E isto leva também ao colecionismo, visto que o jogo oferece diferentes acessórios para personalizar o light saber, e até as vestimentas da personagem para encontrar, entre documentos e memórias que completam a narrativa. Cada área de cada planeta pode ser consultado num mapa tridimensional, referindo a percentagem de exploração e itens que faltam recolher, o que para os completionists é excelente.

Parte da história são as tombas para explorar, que fazem lembrar Tomb Raider e Uncharted, repleto de puzzles de manipulação de objetos ou encontrar caminhos através de saltos entre plataformas, entre lianas e a escalar locais. E até terão oportunidade de mergulhar e explorar cenários subaquáticos. Há breves inspirações entre outros jogos sim, mas fazem todo o sentido nesta aventura.

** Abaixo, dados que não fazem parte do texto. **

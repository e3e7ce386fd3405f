//! HTTP basic-auth gate

use base64::{engine::general_purpose::STANDARD, Engine};
use devtun_core::{Error, Result};
use http::{header, HeaderMap, HeaderValue, Response, StatusCode};
use std::fmt;
use std::sync::Arc;
use tokio::sync::broadcast;
use tracing::debug;

/// Realm advertised in the challenge
pub const DEFAULT_REALM: &str = "users";

const EVENT_CAPACITY: usize = 64;

type CredentialCheck = Arc<dyn Fn(&str, &str) -> bool + Send + Sync>;

/// Notification emitted for every authentication attempt
#[derive(Debug, Clone, PartialEq, Eq)]
pub enum AuthEvent {
    /// Credentials accepted
    Success {
        /// Authenticated user
        user: String,
    },
    /// Credentials rejected
    Fail {
        /// User that attempted to authenticate
        user: String,
    },
    /// Malformed `Authorization` header
    Error {
        /// What was wrong with it
        message: String,
    },
}

/// Result of checking a request
#[derive(Debug, Clone, PartialEq, Eq)]
pub enum AuthOutcome {
    /// Request may proceed
    Allowed {
        /// Authenticated user
        user: String,
    },
    /// Request must be answered with a challenge
    Denied,
}

impl AuthOutcome {
    /// Whether the request may proceed
    pub fn is_allowed(&self) -> bool {
        matches!(self, AuthOutcome::Allowed { .. })
    }
}

/// Basic-auth gate
#[derive(Clone)]
pub struct BasicAuthGate {
    realm: String,
    check: CredentialCheck,
    events: broadcast::Sender<AuthEvent>,
}

impl fmt::Debug for BasicAuthGate {
    fn fmt(&self, f: &mut fmt::Formatter<'_>) -> fmt::Result {
        f.debug_struct("BasicAuthGate")
            .field("realm", &self.realm)
            .field("subscribers", &self.events.receiver_count())
            .finish()
    }
}

impl BasicAuthGate {
    /// Create a gate around an arbitrary credential check
    pub fn new<F>(check: F) -> Self
    where
        F: Fn(&str, &str) -> bool + Send + Sync + 'static,
    {
        let (events, _) = broadcast::channel(EVENT_CAPACITY);
        Self {
            realm: DEFAULT_REALM.to_string(),
            check: Arc::new(check),
            events,
        }
    }

    /// Create a gate accepting exactly one user/password pair
    pub fn with_credentials(user: impl Into<String>, pass: impl Into<String>) -> Self {
        let user = user.into();
        let pass = pass.into();
        Self::new(move |u, p| u == user && p == pass)
    }

    /// Override the realm
    pub fn realm(mut self, realm: impl Into<String>) -> Self {
        self.realm = realm.into();
        self
    }

    /// Subscribe to authentication notifications
    pub fn subscribe(&self) -> broadcast::Receiver<AuthEvent> {
        self.events.subscribe()
    }

    /// Check the `Authorization` header of a request
    pub fn check(&self, headers: &HeaderMap) -> AuthOutcome {
        let Some(value) = headers.get(header::AUTHORIZATION) else {
            debug!("No credentials supplied");
            return AuthOutcome::Denied;
        };

        let (user, pass) = match parse_basic(value) {
            Ok(credentials) => credentials,
            Err(e) => {
                debug!(error = %e, "Malformed Authorization header");
                self.emit(AuthEvent::Error {
                    message: e.to_string(),
                });
                return AuthOutcome::Denied;
            }
        };

        if (self.check)(&user, &pass) {
            self.emit(AuthEvent::Success { user: user.clone() });
            AuthOutcome::Allowed { user }
        } else {
            self.emit(AuthEvent::Fail { user });
            AuthOutcome::Denied
        }
    }

    /// Build the `401` challenge response
    pub fn challenge<B>(&self, body: B) -> Response<B> {
        let mut response = Response::new(body);
        *response.status_mut() = StatusCode::UNAUTHORIZED;
        let value = HeaderValue::from_str(&format!("Basic realm=\"{}\"", self.realm))
            .unwrap_or_else(|_| HeaderValue::from_static("Basic realm=\"users\""));
        response
            .headers_mut()
            .insert(header::WWW_AUTHENTICATE, value);
        response
    }

    fn emit(&self, event: AuthEvent) {
        // No subscribers is fine.
        let _ = self.events.send(event);
    }
}

fn parse_basic(value: &HeaderValue) -> Result<(String, String)> {
    let value = value
        .to_str()
        .map_err(|_| invalid("Authorization header is not valid ASCII"))?;

    let (scheme, encoded) = value
        .trim()
        .split_once(' ')
        .ok_or_else(|| invalid("Authorization header has no credentials"))?;
    if !scheme.eq_ignore_ascii_case("basic") {
        return Err(invalid(format!("Unsupported authorization scheme: {scheme}")));
    }

    let decoded = STANDARD
        .decode(encoded.trim())
        .map_err(|e| invalid(format!("Invalid base64 credentials: {e}")))?;
    let decoded =
        String::from_utf8(decoded).map_err(|_| invalid("Credentials are not valid UTF-8"))?;

    let (user, pass) = decoded
        .split_once(':')
        .ok_or_else(|| invalid("Credentials are missing a ':' separator"))?;
    Ok((user.to_string(), pass.to_string()))
}

fn invalid(message: impl Into<String>) -> Error {
    Error::Authentication(message.into())
}

#[cfg(test)]
mod tests {
    use super::*;

    fn headers_with(value: &str) -> HeaderMap {
        let mut headers = HeaderMap::new();
        headers.insert(header::AUTHORIZATION, HeaderValue::from_str(value).unwrap());
        headers
    }

    fn basic(user: &str, pass: &str) -> String {
        format!("Basic {}", STANDARD.encode(format!("{user}:{pass}")))
    }

    #[test]
    fn test_valid_credentials() {
        let gate = BasicAuthGate::with_credentials("user", "secret");
        let mut events = gate.subscribe();

        let outcome = gate.check(&headers_with(&basic("user", "secret")));
        assert_eq!(
            outcome,
            AuthOutcome::Allowed {
                user: "user".to_string()
            }
        );
        assert_eq!(
            events.try_recv().unwrap(),
            AuthEvent::Success {
                user: "user".to_string()
            }
        );
    }

    #[test]
    fn test_wrong_password() {
        let gate = BasicAuthGate::with_credentials("user", "secret");
        let mut events = gate.subscribe();

        assert!(!gate.check(&headers_with(&basic("user", "nope"))).is_allowed());
        assert_eq!(
            events.try_recv().unwrap(),
            AuthEvent::Fail {
                user: "user".to_string()
            }
        );
    }

    #[test]
    fn test_password_may_contain_colon() {
        let gate = BasicAuthGate::with_credentials("user", "a:b:c");
        assert!(gate.check(&headers_with(&basic("user", "a:b:c"))).is_allowed());
    }

    #[test]
    fn test_missing_header_is_denied_without_event() {
        let gate = BasicAuthGate::with_credentials("user", "secret");
        let mut events = gate.subscribe();

        assert_eq!(gate.check(&HeaderMap::new()), AuthOutcome::Denied);
        assert!(events.try_recv().is_err());
    }

    #[test]
    fn test_malformed_header_emits_error() {
        let gate = BasicAuthGate::with_credentials("user", "secret");
        let mut events = gate.subscribe();

        assert!(!gate.check(&headers_with("Basic !!!not-base64!!!")).is_allowed());
        assert!(matches!(
            events.try_recv().unwrap(),
            AuthEvent::Error { .. }
        ));

        assert!(!gate.check(&headers_with("Bearer abc")).is_allowed());
        assert_eq!(
            events.try_recv().unwrap(),
            AuthEvent::Error {
                message: "Authentication failed: Unsupported authorization scheme: Bearer"
                    .to_string()
            }
        );
    }

    #[test]
    fn test_parse_basic_errors_are_authentication_errors() {
        let err = parse_basic(&HeaderValue::from_static("Basic dXNlcg==")).unwrap_err();
        assert!(matches!(err, Error::Authentication(_)));
        assert_eq!(err.to_status_code(), StatusCode::UNAUTHORIZED);
        assert_eq!(
            err.to_string(),
            "Authentication failed: Credentials are missing a ':' separator"
        );
    }

    #[test]
    fn test_checks_without_subscribers() {
        let gate = BasicAuthGate::new(|u, _| u == "anyone");
        assert!(gate.check(&headers_with(&basic("anyone", "x"))).is_allowed());
    }

    #[test]
    fn test_challenge() {
        let gate = BasicAuthGate::with_credentials("user", "secret");
        let response = gate.challenge("401 Unauthorized");
        assert_eq!(response.status(), StatusCode::UNAUTHORIZED);
        assert_eq!(
            response.headers().get(header::WWW_AUTHENTICATE).unwrap(),
            "Basic realm=\"users\""
        );
    }
}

Mas se há uma grande inspiração que marca este jogo, é sem dúvida de Titanfall 2 ou mesmo todos os filmes da saga Star Wars. Conseguem adivinhar qual? Isso mesmo, a relação do protagonista com um robot. Seja Anakin ou Luke, ou qualquer outra grande personagem da saga tinham um R2D2, um BB8 ou outro robot atrás, e ambos conversavam e apenas o protagonista compreendia a máquina. O jogo traz essa experiência, e considerando que também em Titanfall 2 a relação do protagonista com a máquina foi dos melhores elementos, esperem BD-1 com uma das personagens mais fofinhas do jogo.

Além de companheiro inseparável que pode dar dicas se tiverem perdidos, este analisar os elementos colecionáveis, dispara cápsulas de energia quando estão em apuros, faz hacking a terminais e portas, e até nos ajuda a navegar em tirolesas e nos combates. Diria que o pequeno robot dá alma à aventura!

O jogo apresenta momentos intensos, outros nostálgicos, mas senti que a produtora poderia ter sido mais ambicioso em criar sequências verdadeiramente épicas, daquelas que os fãs possam falar durante muito tempo. Por exemplo, numa cena em que trepamos um AT-AT parecia ter sido tirada de um Shadow of Colossus, mas o desfecho fica aquém daquilo que cena estava a construir.

Do lado menos positivo temos algumas quebras de performance na PlayStation 4 em alguns momentos, e mesmo jogado no PC, alguns jogadores referem a falta de otimização do jogo. Isto pode ser corrigido com o tempo.

De um modo geral, Star Wars Jedi é tudo aquilo que os fãs poderiam esperar de um capítulo narrativa baseado no universo. É a prova de que existem bons estúdios preparados para investir em histórias alternativas, e suficientemente canónicas para agradar os fãs. Os combates são intensos, os poderes de Jedi muito satisfatórios e a narrativa apresenta diversas personagens, locais e outros easter eggs que os fãs vão reconhecer. É este o caminho da redenção da Electronic Arts. É este…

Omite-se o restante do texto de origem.